(INFORMATION PROVIDED Opens)
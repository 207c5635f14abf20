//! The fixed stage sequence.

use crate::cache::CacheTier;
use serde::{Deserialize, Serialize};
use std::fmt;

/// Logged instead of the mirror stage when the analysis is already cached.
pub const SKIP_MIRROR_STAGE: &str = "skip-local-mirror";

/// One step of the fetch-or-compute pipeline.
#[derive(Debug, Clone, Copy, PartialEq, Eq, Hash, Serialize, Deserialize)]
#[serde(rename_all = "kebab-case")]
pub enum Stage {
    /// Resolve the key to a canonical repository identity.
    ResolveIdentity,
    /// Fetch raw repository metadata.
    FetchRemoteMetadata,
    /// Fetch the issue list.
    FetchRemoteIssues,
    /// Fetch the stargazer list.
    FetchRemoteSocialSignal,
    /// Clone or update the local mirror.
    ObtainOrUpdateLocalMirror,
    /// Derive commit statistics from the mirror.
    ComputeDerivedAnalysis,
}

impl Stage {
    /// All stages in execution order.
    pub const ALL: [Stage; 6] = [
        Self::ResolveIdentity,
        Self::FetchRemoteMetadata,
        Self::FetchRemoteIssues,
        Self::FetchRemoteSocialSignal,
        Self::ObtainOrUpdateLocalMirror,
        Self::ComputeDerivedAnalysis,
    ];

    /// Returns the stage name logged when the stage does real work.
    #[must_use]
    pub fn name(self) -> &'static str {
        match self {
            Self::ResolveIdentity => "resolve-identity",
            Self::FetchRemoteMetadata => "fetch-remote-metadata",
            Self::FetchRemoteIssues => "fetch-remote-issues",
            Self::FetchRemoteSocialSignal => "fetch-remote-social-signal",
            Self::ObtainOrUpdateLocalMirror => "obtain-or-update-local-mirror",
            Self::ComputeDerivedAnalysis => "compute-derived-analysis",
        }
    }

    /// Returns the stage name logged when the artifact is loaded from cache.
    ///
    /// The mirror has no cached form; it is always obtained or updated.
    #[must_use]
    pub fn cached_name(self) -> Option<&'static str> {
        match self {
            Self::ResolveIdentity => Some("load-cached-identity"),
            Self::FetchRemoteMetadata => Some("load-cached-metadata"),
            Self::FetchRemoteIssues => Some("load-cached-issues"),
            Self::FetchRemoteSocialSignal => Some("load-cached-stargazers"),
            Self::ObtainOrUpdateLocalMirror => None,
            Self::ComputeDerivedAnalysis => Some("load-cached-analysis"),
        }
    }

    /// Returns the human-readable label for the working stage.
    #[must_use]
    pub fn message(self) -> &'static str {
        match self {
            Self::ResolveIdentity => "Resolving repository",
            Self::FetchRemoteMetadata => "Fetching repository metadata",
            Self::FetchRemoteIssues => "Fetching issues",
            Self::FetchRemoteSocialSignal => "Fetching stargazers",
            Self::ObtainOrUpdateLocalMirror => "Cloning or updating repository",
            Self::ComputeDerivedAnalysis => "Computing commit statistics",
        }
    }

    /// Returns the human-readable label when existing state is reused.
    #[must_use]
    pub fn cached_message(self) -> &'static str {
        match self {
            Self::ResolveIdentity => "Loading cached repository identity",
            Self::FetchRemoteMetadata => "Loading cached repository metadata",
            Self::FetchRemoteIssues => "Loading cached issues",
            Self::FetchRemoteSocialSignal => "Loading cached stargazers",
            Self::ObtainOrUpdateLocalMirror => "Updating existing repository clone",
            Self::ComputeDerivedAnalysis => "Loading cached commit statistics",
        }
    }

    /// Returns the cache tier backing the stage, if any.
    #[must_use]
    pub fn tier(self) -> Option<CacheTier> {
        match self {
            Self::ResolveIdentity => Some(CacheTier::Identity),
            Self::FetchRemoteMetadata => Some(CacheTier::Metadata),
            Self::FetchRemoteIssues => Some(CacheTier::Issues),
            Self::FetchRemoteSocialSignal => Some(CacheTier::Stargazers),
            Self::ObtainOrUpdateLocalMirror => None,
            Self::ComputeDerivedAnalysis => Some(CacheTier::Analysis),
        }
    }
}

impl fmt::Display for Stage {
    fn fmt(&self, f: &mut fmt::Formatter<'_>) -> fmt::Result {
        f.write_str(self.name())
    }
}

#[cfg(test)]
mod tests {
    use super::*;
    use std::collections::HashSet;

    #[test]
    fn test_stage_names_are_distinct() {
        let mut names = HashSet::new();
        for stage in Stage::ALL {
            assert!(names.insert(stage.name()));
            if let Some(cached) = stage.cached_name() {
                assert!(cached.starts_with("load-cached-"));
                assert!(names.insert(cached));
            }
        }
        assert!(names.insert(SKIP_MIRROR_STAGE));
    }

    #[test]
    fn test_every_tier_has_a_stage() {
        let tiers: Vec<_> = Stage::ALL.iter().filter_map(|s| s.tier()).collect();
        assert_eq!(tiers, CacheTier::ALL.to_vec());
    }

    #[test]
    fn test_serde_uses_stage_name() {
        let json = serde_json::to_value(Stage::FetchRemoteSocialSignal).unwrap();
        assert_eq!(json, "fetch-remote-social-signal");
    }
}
(INFORMATION PROVIDED Closes)
(INFORMATION PROVIDED Opens)
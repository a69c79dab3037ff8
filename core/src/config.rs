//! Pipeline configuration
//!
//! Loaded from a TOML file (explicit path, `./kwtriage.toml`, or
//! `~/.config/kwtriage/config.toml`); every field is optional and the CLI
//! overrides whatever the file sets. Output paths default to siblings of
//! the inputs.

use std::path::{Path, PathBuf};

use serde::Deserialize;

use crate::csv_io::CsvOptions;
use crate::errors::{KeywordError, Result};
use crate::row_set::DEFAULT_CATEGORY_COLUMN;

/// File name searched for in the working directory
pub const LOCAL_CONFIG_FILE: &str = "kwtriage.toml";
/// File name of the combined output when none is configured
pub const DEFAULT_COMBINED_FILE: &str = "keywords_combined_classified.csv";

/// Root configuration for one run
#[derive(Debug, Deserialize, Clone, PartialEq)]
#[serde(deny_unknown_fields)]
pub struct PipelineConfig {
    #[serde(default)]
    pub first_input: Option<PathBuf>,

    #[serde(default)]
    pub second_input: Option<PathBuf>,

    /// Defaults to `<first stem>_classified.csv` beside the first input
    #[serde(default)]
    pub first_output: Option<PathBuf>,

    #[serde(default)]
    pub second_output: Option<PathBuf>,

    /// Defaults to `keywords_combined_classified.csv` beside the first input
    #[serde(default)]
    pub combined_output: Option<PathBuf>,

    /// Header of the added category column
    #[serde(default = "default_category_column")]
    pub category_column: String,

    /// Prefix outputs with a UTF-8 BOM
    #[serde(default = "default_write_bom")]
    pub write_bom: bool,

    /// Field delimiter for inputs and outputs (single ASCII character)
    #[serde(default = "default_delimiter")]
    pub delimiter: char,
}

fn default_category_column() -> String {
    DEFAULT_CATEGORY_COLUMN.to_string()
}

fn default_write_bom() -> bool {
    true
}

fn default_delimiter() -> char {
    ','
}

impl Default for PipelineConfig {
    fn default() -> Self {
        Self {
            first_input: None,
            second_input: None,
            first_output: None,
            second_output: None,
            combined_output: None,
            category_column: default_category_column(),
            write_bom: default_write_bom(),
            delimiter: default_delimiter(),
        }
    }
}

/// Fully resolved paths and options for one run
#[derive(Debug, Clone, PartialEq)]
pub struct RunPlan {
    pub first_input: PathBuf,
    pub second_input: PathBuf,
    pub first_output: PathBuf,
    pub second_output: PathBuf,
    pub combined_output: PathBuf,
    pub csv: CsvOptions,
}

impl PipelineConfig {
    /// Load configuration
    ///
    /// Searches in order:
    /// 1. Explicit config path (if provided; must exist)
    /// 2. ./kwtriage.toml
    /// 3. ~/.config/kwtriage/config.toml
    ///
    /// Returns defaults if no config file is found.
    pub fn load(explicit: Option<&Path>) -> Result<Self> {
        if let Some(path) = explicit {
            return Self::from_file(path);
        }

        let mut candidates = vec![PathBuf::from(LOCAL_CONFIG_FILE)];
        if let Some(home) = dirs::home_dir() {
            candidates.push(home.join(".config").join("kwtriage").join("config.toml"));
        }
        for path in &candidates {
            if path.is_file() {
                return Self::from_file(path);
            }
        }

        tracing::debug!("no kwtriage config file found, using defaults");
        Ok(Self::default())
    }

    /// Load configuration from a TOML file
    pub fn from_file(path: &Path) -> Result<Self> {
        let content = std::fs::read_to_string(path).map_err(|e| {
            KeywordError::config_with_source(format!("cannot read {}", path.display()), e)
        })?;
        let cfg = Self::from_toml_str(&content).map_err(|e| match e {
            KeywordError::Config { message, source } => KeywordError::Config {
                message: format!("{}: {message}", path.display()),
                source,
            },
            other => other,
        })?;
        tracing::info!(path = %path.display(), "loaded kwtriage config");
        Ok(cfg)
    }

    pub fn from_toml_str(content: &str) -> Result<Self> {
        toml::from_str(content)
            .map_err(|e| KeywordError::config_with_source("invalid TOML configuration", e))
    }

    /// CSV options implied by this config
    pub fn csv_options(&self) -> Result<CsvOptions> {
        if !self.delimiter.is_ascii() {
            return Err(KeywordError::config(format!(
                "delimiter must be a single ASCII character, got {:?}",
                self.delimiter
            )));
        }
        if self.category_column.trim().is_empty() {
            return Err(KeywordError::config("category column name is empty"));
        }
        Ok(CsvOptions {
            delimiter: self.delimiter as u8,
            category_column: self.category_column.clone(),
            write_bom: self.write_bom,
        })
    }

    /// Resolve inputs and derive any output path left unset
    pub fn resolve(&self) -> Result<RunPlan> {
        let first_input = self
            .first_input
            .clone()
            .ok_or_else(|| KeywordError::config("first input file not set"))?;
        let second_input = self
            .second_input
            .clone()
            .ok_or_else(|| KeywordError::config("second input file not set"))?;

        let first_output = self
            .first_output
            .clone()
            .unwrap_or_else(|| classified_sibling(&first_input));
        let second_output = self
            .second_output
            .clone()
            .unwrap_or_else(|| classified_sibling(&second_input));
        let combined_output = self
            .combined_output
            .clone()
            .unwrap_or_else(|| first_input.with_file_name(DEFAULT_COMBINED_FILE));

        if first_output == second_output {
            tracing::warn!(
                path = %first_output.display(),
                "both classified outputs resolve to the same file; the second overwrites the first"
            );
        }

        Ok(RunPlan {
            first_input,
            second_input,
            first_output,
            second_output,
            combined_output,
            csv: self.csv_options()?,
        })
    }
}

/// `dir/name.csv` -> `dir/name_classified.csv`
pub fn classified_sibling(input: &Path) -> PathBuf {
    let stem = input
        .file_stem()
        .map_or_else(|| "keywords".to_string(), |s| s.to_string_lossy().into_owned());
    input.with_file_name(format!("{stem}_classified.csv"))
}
(INFORMATION PROVIDED Closes)
_GOAL OF THE EXERCISE_
Whenever a line of the data above includes the word "human", copy that line.

_ANSWER SPACE_
    /// Returns the human-readable label for the working stage.
    /// Returns the human-readable label when existing state is reused.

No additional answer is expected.